José María Maciá “El parricida de Elche”


333En el anterior artículo veíamos un delito en el cual toda la culpa de los crímenes que allí sucedían los tenía una casa y no una mente enferma como la que mostramos a continuación la cual culpa de sus actos a la cocaína y al alcohol.

Un hombre mata a martillazos a su compañera y a sus dos hijos.

El suceso ocurrió el 13 de abril del 2005 cuando a las 8,30 se hallaron los cuerpos de Teresa Asunción M. T. de 34 años y de sus dos hijos de 6 y 2 años en su vivienda, sita en el cuarto piso del número 62 de la calle Pablo Picasso, en el barrio del Pla de Elche.

José María M. M., el padre de familia, se dio a la fuga y fue detenido por la policía tres horas después. No tenía antecedentes de malos tratos ni de ningún otro tipo, confesó ser el autor.

Según fuentes de la investigación, había contraído muchas deudas y era consumidor habitual de alcohol y cocaína, aunque acudía a la Unidad de Conductas Adictivas (UCA) de Elche para superar ambas adicciones.

José María que trabajaba para una empresa de asfaltado, indicó en su confesión ante la policía, que el día anterior a los hechos se marchó de copas a la localidad alicantina de Mutxamel con un compañero cuando ambos terminaron su jornada laboral, sobre las 20.00 horas.
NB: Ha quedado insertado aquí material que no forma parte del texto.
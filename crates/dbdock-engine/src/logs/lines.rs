use super::frame::StreamSource;

/// Reassembles frame payloads into text lines, keeping one partial-line
/// buffer per stream source.
#[derive(Debug, Default)]
pub struct LineAssembler {
    // Ordered by when each fragment was started.
    pending: Vec<(StreamSource, Vec<u8>)>,
}

impl LineAssembler {
    pub fn new() -> Self {
        Self::default()
    }

    /// Feeds one chunk and returns the lines it completed, in order.
    /// Lines split on `\n` or `\r`; empty lines are dropped.
    pub fn push(&mut self, source: StreamSource, chunk: &[u8]) -> Vec<String> {
        let mut lines = Vec::new();
        let mut rest = chunk;
        while let Some(pos) = rest.iter().position(|b| *b == b'\n' || *b == b'\r') {
            let mut line = self.take(source);
            line.extend_from_slice(&rest[..pos]);
            if !line.is_empty() {
                lines.push(String::from_utf8_lossy(&line).into_owned());
            }
            rest = &rest[pos + 1..];
        }
        if !rest.is_empty() {
            self.fragment(source).extend_from_slice(rest);
        }
        lines
    }

    /// Flushes unterminated fragments as final lines.
    pub fn finish(&mut self) -> Vec<String> {
        self.pending
            .drain(..)
            .filter(|(_, bytes)| !bytes.is_empty())
            .map(|(_, bytes)| String::from_utf8_lossy(&bytes).into_owned())
            .collect()
    }

    pub fn has_pending(&self) -> bool {
        !self.pending.is_empty()
    }

    fn take(&mut self, source: StreamSource) -> Vec<u8> {
        match self.pending.iter().position(|(s, _)| *s == source) {
            Some(index) => self.pending.remove(index).1,
            None => Vec::new(),
        }
    }

    fn fragment(&mut self, source: StreamSource) -> &mut Vec<u8> {
        let index = match self.pending.iter().position(|(s, _)| *s == source) {
            Some(index) => index,
            None => {
                self.pending.push((source, Vec::new()));
                self.pending.len() - 1
            }
        };
        &mut self.pending[index].1
    }
}

#[cfg(test)]
mod tests {
    use super::*;

    const SAMPLE: &str = "2024-01-01T00:00:00Z ready\r\nnaïve café line\n\npartial";

    fn collect(chunks: &[&[u8]]) -> Vec<String> {
        let mut assembler = LineAssembler::new();
        let mut lines = Vec::new();
        for chunk in chunks {
            lines.extend(assembler.push(StreamSource::Stdout, chunk));
        }
        lines.extend(assembler.finish());
        lines
    }

    #[test]
    fn holds_partial_line_until_newline() {
        let mut assembler = LineAssembler::new();
        assert!(assembler.push(StreamSource::Stdout, b"hello").is_empty());
        assert!(assembler.has_pending());
        assert_eq!(assembler.push(StreamSource::Stdout, b"\n"), vec!["hello".to_string()]);
        assert!(!assembler.has_pending());
    }

    #[test]
    fn any_split_point_yields_the_same_lines() {
        let bytes = SAMPLE.as_bytes();
        let whole = collect(&[bytes]);
        assert_eq!(
            whole,
            vec![
                "2024-01-01T00:00:00Z ready".to_string(),
                "naïve café line".to_string(),
                "partial".to_string(),
            ]
        );

        for split in 0..=bytes.len() {
            let (a, b) = bytes.split_at(split);
            assert_eq!(collect(&[a, b]), whole, "split at byte {split}");
        }

        let single_bytes: Vec<&[u8]> = bytes.chunks(1).collect();
        assert_eq!(collect(&single_bytes), whole);
        let triples: Vec<&[u8]> = bytes.chunks(3).collect();
        assert_eq!(collect(&triples), whole);
    }

    #[test]
    fn sources_keep_independent_fragments() {
        let mut assembler = LineAssembler::new();
        assert!(assembler.push(StreamSource::Stdout, b"out-").is_empty());
        assert!(assembler.push(StreamSource::Stderr, b"err-").is_empty());
        assert_eq!(
            assembler.push(StreamSource::Stderr, b"done\n"),
            vec!["err-done".to_string()]
        );
        assert!(assembler.push(StreamSource::Stderr, b"tail").is_empty());
        // Stdout's fragment was started first.
        assert_eq!(
            assembler.finish(),
            vec!["out-".to_string(), "tail".to_string()]
        );
    }
}
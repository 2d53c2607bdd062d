/// Test utilities for conditional test execution
use std::process::Command;

pub fn has_docker() -> bool {
    Command::new("docker")
        .arg("info")
        .output()
        .map(|output| output.status.success())
        .unwrap_or(false)
}

/// Returns early from a test when no Docker daemon is reachable.
#[macro_export]
macro_rules! require_docker {
    () => {
        if !$crate::test_utils::has_docker() {
            eprintln!("Test ignored: Docker not available");
            return;
        }
    };
}
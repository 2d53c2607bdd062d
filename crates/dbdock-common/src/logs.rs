use std::fmt;

use chrono::{DateTime, Local};
use serde::{Deserialize, Serialize};

#[derive(Debug, Clone, Copy, PartialEq, Eq, Hash, Serialize, Deserialize)]
pub enum LogKind {
    Info,
    Warning,
    Error,
    ContainerOutput,
    ConfigSnapshot,
}

impl fmt::Display for LogKind {
    fn fmt(&self, f: &mut fmt::Formatter<'_>) -> fmt::Result {
        let label = match self {
            LogKind::Info => "Info",
            LogKind::Warning => "Warning",
            LogKind::Error => "Error",
            LogKind::ContainerOutput => "Container",
            LogKind::ConfigSnapshot => "Config",
        };
        f.write_str(label)
    }
}

/// One immutable log line. `instance` is `None` for application-wide entries.
#[derive(Debug, Clone, PartialEq, Eq, Serialize, Deserialize)]
pub struct LogEntry {
    pub timestamp: DateTime<Local>,
    pub message: String,
    pub kind: LogKind,
    pub instance: Option<String>,
}

impl LogEntry {
    pub fn new(kind: LogKind, instance: Option<&str>, message: impl Into<String>) -> Self {
        Self {
            timestamp: Local::now(),
            message: message.into(),
            kind,
            instance: instance.map(str::to_string),
        }
    }

    pub fn global(kind: LogKind, message: impl Into<String>) -> Self {
        Self::new(kind, None, message)
    }

    pub fn for_instance(kind: LogKind, instance: &str, message: impl Into<String>) -> Self {
        Self::new(kind, Some(instance), message)
    }

    pub fn is_container_output(&self) -> bool {
        self.kind == LogKind::ContainerOutput
    }
}

impl fmt::Display for LogEntry {
    fn fmt(&self, f: &mut fmt::Formatter<'_>) -> fmt::Result {
        write!(f, "[{}] [{}]", self.timestamp.format("%Y-%m-%d %H:%M:%S"), self.kind)?;
        if let Some(instance) = &self.instance {
            write!(f, " [{instance}]")?;
        }
        write!(f, " {}", self.message)
    }
}

#[cfg(test)]
mod tests {
    use super::*;
    use chrono::TimeZone;

    #[test]
    fn display_omits_instance_for_global_entries() {
        let at = Local.with_ymd_and_hms(2024, 3, 9, 14, 5, 7).unwrap();
        let mut entry = LogEntry::global(LogKind::Info, "Docker is running");
        entry.timestamp = at;
        assert_eq!(entry.to_string(), "[2024-03-09 14:05:07] [Info] Docker is running");

        let mut entry = LogEntry::for_instance(LogKind::ContainerOutput, "Redis", "Ready to accept connections");
        entry.timestamp = at;
        assert_eq!(
            entry.to_string(),
            "[2024-03-09 14:05:07] [Container] [Redis] Ready to accept connections"
        );
        assert!(entry.is_container_output());
    }
}
use std::fmt;
use std::io;

use bytes::{BufMut, Bytes, BytesMut};
use dbdock_common::DockError;
use thiserror::Error;
use tokio::io::{AsyncRead, AsyncReadExt};

pub const HEADER_LEN: usize = 8;

/// Largest payload a single frame may declare before the stream is treated
/// as corrupt.
pub const MAX_FRAME_LEN: u32 = 16 * 1024 * 1024;

#[derive(Debug, Clone, Copy, PartialEq, Eq, Hash)]
pub enum StreamSource {
    Stdin,
    Stdout,
    Stderr,
}

impl StreamSource {
    pub fn from_tag(tag: u8) -> Option<Self> {
        match tag {
            0 => Some(StreamSource::Stdin),
            1 => Some(StreamSource::Stdout),
            2 => Some(StreamSource::Stderr),
            _ => None,
        }
    }

    pub fn tag(self) -> u8 {
        match self {
            StreamSource::Stdin => 0,
            StreamSource::Stdout => 1,
            StreamSource::Stderr => 2,
        }
    }
}

#[derive(Debug, Clone, Copy, PartialEq, Eq)]
pub enum FrameAnomaly {
    /// Header tag outside 0..=2; the payload was still consumed as stdout.
    UnknownSource(u8),
    /// Declared length above `MAX_FRAME_LEN`; nothing was read.
    OversizedLength(u32),
}

impl fmt::Display for FrameAnomaly {
    fn fmt(&self, f: &mut fmt::Formatter<'_>) -> fmt::Result {
        match self {
            FrameAnomaly::UnknownSource(tag) => write!(f, "unknown stream source tag {tag}"),
            FrameAnomaly::OversizedLength(len) => {
                write!(f, "declared frame length {len} exceeds {MAX_FRAME_LEN} bytes")
            }
        }
    }
}

#[derive(Debug, Clone, PartialEq, Eq)]
pub struct Frame {
    pub source: StreamSource,
    pub payload: Bytes,
    pub anomaly: Option<FrameAnomaly>,
}

#[derive(Error, Debug)]
pub enum FrameError {
    #[error("log stream ended inside a frame header ({received} of {HEADER_LEN} bytes)")]
    TruncatedHeader { received: usize },
    #[error("log stream ended inside a frame payload ({received} of {expected} bytes)")]
    TruncatedPayload { expected: usize, received: usize },
    #[error("log stream lost frame alignment after an oversized frame")]
    Desynchronized,
    #[error("log stream read failed: {0}")]
    Io(#[from] io::Error),
}

impl From<FrameError> for DockError {
    fn from(err: FrameError) -> Self {
        DockError::StreamReadFailure {
            instance: String::new(),
            message: err.to_string(),
        }
    }
}

/// Splits Docker's multiplexed attach/logs byte stream into frames.
pub struct FrameDemuxer<R> {
    reader: R,
    desynchronized: bool,
}

impl<R> FrameDemuxer<R>
where
    R: AsyncRead + Unpin,
{
    pub fn new(reader: R) -> Self {
        Self {
            reader,
            desynchronized: false,
        }
    }

    /// Reads the next whole frame. `Ok(None)` means the stream ended cleanly
    /// on a frame boundary.
    pub async fn next_frame(&mut self) -> Result<Option<Frame>, FrameError> {
        if self.desynchronized {
            return Err(FrameError::Desynchronized);
        }

        let mut header = [0u8; HEADER_LEN];
        let mut filled = 0;
        while filled < HEADER_LEN {
            let n = self.reader.read(&mut header[filled..]).await?;
            if n == 0 {
                break;
            }
            filled += n;
        }
        match filled {
            0 => return Ok(None),
            received if received < HEADER_LEN => {
                return Err(FrameError::TruncatedHeader { received })
            }
            _ => {}
        }

        let length = u32::from_be_bytes([header[4], header[5], header[6], header[7]]);
        let (source, anomaly) = match StreamSource::from_tag(header[0]) {
            Some(source) => (source, None),
            None => (StreamSource::Stdout, Some(FrameAnomaly::UnknownSource(header[0]))),
        };

        if length > MAX_FRAME_LEN {
            self.desynchronized = true;
            return Ok(Some(Frame {
                source,
                payload: Bytes::new(),
                anomaly: Some(FrameAnomaly::OversizedLength(length)),
            }));
        }

        let expected = length as usize;
        let mut payload = BytesMut::zeroed(expected);
        let mut received = 0;
        while received < expected {
            let n = self.reader.read(&mut payload[received..]).await?;
            if n == 0 {
                return Err(FrameError::TruncatedPayload { expected, received });
            }
            received += n;
        }

        Ok(Some(Frame {
            source,
            payload: payload.freeze(),
            anomaly,
        }))
    }

    pub fn into_inner(self) -> R {
        self.reader
    }
}

/// Encodes one frame in wire form. Payloads must fit in a `u32` length.
pub fn encode_frame(source: StreamSource, payload: &[u8]) -> Bytes {
    debug_assert!(payload.len() <= u32::MAX as usize);
    let mut buf = BytesMut::with_capacity(HEADER_LEN + payload.len());
    buf.put_u8(source.tag());
    buf.put_bytes(0, 3);
    buf.put_u32(payload.len() as u32);
    buf.put_slice(payload);
    buf.freeze()
}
Regresó a su casa a la 1.00, todos dormían, al parecer los golpeó con una maza, el niño de 2 años que dormía plácidamente en su cuna tampoco escapó a una muerte tan atroz.

Después siguió relatando ante la policía, que salió a la calle, donde le esperaban un amigo y la persona que les suministraba la droga (camello).

Se dirigieron a un club de alterne que había a las afueras de Elche, hacia las 4:00 de la mañana se marchó a la pedanía de la Matola, donde residían sus padres, tenía la intención de coger más dinero para continuar la fiesta, sin motivo alguno golpeó con un objeto contundente a su compañero de trabajo, a quien llevó posteriormente a urgencias para una cura. Después regresó al piso de sus padres, sus manos estaban manchadas de sangre.

A su llegada un hermano lo convenció para que se fuese a su casa e incluso lo acompañó, sin saber lo que encontraría. Éste, no quería que su hermano entrara en casa y descubriera el crimen. En el quicio de la puerta le golpeó y huyó. Tomó un taxi y llegó a Torrellano, donde se compró ropa nueva y zapatos, intentó sacar dinero y cortarse el pelo. Ahí fue detenido.

El 13 de abril de 2008 fue el aniversario de aquel parricidio que conmocionó a la opinión pública. Tanto el Ministerio Público como los letrados de las acusaciones particular y popular, respectivamente Ricart Sala y Antonio Martínez Camacho, dejaron claras sus posturas tanto en los informes previos como en su interrogatorio al triple parricida. Los tres querían demostrar que no había consumido tanta cocaína, ni bebido tanto alcohol, sino que sabía perfectamente lo que hacía y además, quería hacerlo.

El fiscal tuvo muchas dificultades para que el acusado respondiera a muchas de sus preguntas. Cuando entraba en contradicción o se daba cuenta que podía perjudicarse, el abogado defensor Mariano Trillo, quería demostrar “enajenación mental”.

En el juicio el parricida hizo todo tipo de estrategias para que se le rebajase la pena, lo más insólito fue lo que relatamos a continuación.

Su declaración, que duró unas tres horas, se llevó a cabo a golpes de “actuó el pecado que moraba en mí” y “el pecado, roba, mata y destruye”.

Según decía, Cristo se le había aparecido y lo había perdonado, afirmó ser una persona nueva que nació el 25 de abril del 2005 cuando se convirtió.

En el juicio hubo 3 testigos que demostraron que apenas consumió, bebió o estuvo agresivo, Javier G. M. y Antonio A. O. que fueron con él esa noche y la dueña del prostíbulo.

Martínez Camacho, por su parte, dirigió toda su artillería para evidenciar que Maciá no tomó tanta droga y era totalmente consciente de sus actos cuando terminó con la vida de su familia.

Los tres acusadores pidieron 60 años por los tres asesinatos.


El hermano de la víctima declaró que los mató porque eran un impedimento para sus fiestas y ya no tenía escusas para su recaída en las drogas, el alcohol y el juego.